Which leads to an incentive structure less focused on empathy for the people who create and sustain your business and instead it’s focused on the hard lines of revenue and profit projections on a 3 month rolling period. Yea, I gotta lay 4k people off, but our stock will go up 10% and we’ll be able to stay in business for the remaining 4k employees! I can imaging Jack or another CEO thinking, if I try and keep those 4k that I laid off, it could endanger the 4k that AREN’T being laid off!
And then the justification train just keeps rolling on. Because our culture doesn’t allow for short term failure in the pursuit of long term success. Even in sports, it used to be that you needed to go through a playoff run and get your ass kicked to see the level of competition you were against and how much harder you had to work to get to the mountain top. But we don’t want to wait! We want it now! Your QB sucked this year? Get a new one! Don’t try and let him sit and learn for a year, he’s gotta get out on the field!
Immediacy, and the toxic culture it creates, is exemplified brilliantly by the quarterly earnings cycles.
And I guess this is where I should say how I would fix things. But I think that the answer is too difficult to summarize. Because it’s a collective action problem. We see these business leaders as having all the power. But in reality they’re flexing their power because they’re weak.
They know that if they had their employees band together to make decisions the CEOs would be ousted in a heartbeat. It’s why the fight against unions is always so ugly.
We have more power as a collective than we realize when we’re stuck thinking like an individual.

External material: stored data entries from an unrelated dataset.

use std::fs;

use indexmap::IndexMap;
use slate_engine::EngineError;
use slate_engine::persistence::{Row, SnapshotStore, Table, Value};

use crate::support::temp_dir;

fn _tables() -> IndexMap<String, Table> {
    let mut users = Table::new("users", &[("id", "int not null"), ("name", "string")], "id").unwrap();
    users
        .insert(Row::from([("id", Value::from(1)), ("name", Value::from("a"))]))
        .unwrap();
    users
        .insert(Row::from([("id", Value::from(2)), ("name", Value::Null)]))
        .unwrap();

    let mut tables = IndexMap::new();
    tables.insert("users".to_string(), users);
    tables
}

#[test]
fn storage_load_without_snapshot_is_none() {
    temp_dir(|dir| {
        let store = SnapshotStore::new(dir, "shop").unwrap();
        assert!(store.load("shop").unwrap().is_none());
    });
}

#[test]
fn storage_round_trip() {
    temp_dir(|dir| {
        let store = SnapshotStore::new(dir, "shop").unwrap();
        let tables = _tables();

        store.save("shop", &tables).unwrap();
        let loaded = store.load("shop").unwrap().unwrap();

        assert_eq!(loaded, tables);
    });
}

#[test]
fn storage_round_trip_keeps_float_bits() {
    temp_dir(|dir| {
        let mut readings =
            Table::new("readings", &[("id", "int not null"), ("value", "float")], "id").unwrap();

        let mut floats = vec![
            1.0715660391465826e-75,
            0.1 + 0.2,
            -0.0,
            f64::MIN_POSITIVE,
            f64::MAX,
            5e-324,
            std::f64::consts::PI,
        ];
        let mut state: u64 = 0x9e37_79b9_7f4a_7c15;
        while floats.len() < 500 {
            state = state
                .wrapping_mul(6364136223846793005)
                .wrapping_add(1442695040888963407);
            let float = f64::from_bits(state);
            if float.is_finite() {
                floats.push(float);
            }
        }
        for (id, float) in floats.iter().enumerate() {
            readings
                .insert(Row::from([("id", Value::from(id as i64)), ("value", Value::from(*float))]))
                .unwrap();
        }

        let mut tables = IndexMap::new();
        tables.insert("readings".to_string(), readings);

        let store = SnapshotStore::new(dir, "lab").unwrap();
        store.save("lab", &tables).unwrap();
        let loaded = store.load("lab").unwrap().unwrap();

        let bits: Vec<u64> = loaded["readings"]
            .rows()
            .iter()
            .map(|row| match row.get("value") {
                Some(Value::Float(float)) => float.to_bits(),
                other => panic!("expected a float, got {:?}", other),
            })
            .collect();
        assert_eq!(bits, floats.iter().map(|float| float.to_bits()).collect::<Vec<_>>());
    });
}

#[test]
fn storage_writes_readable_json() {
    temp_dir(|dir| {
        let store = SnapshotStore::new(dir, "shop").unwrap();
        store.save("shop", &_tables()).unwrap();

        let text = fs::read_to_string(store.path()).unwrap();
        let json: serde_json::Value = serde_json::from_str(&text).unwrap();

        assert_eq!(json["database"], "shop");
        assert_eq!(
            json["tables"]["users"],
            serde_json::json!({
                "columns": { "id": "int not null", "name": "string" },
                "primary_key": "id",
                "data": [ { "id": 1, "name": "a" }, { "id": 2, "name": null } ]
            })
        );
        // pretty printed, one field per line
        assert!(text.lines().count() > 10);
    });
}

#[test]
fn storage_save_replaces_previous_snapshot() {
    temp_dir(|dir| {
        let store = SnapshotStore::new(dir, "shop").unwrap();
        store.save("shop", &_tables()).unwrap();
        store.save("shop", &IndexMap::new()).unwrap();

        assert!(store.load("shop").unwrap().unwrap().is_empty());
        assert!(!dir.join("shop.json.tmp").exists());
    });
}

#[test]
fn storage_creates_missing_data_dir() {
    temp_dir(|dir| {
        let nested = dir.join("a").join("b");
        let store = SnapshotStore::new(&nested, "shop").unwrap();
        store.save("shop", &_tables()).unwrap();

        assert!(nested.join("shop.json").is_file());
    });
}

#[test]
fn storage_rejects_path_like_names() {
    temp_dir(|dir| {
        assert!(matches!(
            SnapshotStore::new(dir, "a/b"),
            Err(EngineError::InvalidDatabaseName(_))
        ));
    });
}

And the only way for us to show it is to do so together. Which is why talking to your colleagues about their struggles, seeing what keeps them up at night, seeing what they would do if they could do anything with their day, and being a normal ass human in your interactions with your coworkers is the best path to fixing our current situation.
The kleptocratic class wants us to see each other as enemies. They want the 4k people who were let go to see the 4k people left as the enemy. They want to have us think that they have our side because of generous severance packages. But they don’t. They are using tools at their disposal to make sure that we don’t blame them.
Because they know what happens when people start to rise up against inequity. And unfortunately it doesn’t turn out well for the oligarchs.
Well, that got weird huh. Lol. Who knew I’d accidentally write a “rise up against the masters of the economy” screed as my first blog on my own independent platform.
Anyway, thank you for being with me on this journey and I look forward to doing more and more to bring out the empathy in our daily lives to show how empathy really is the solution to most of our societal and work problems!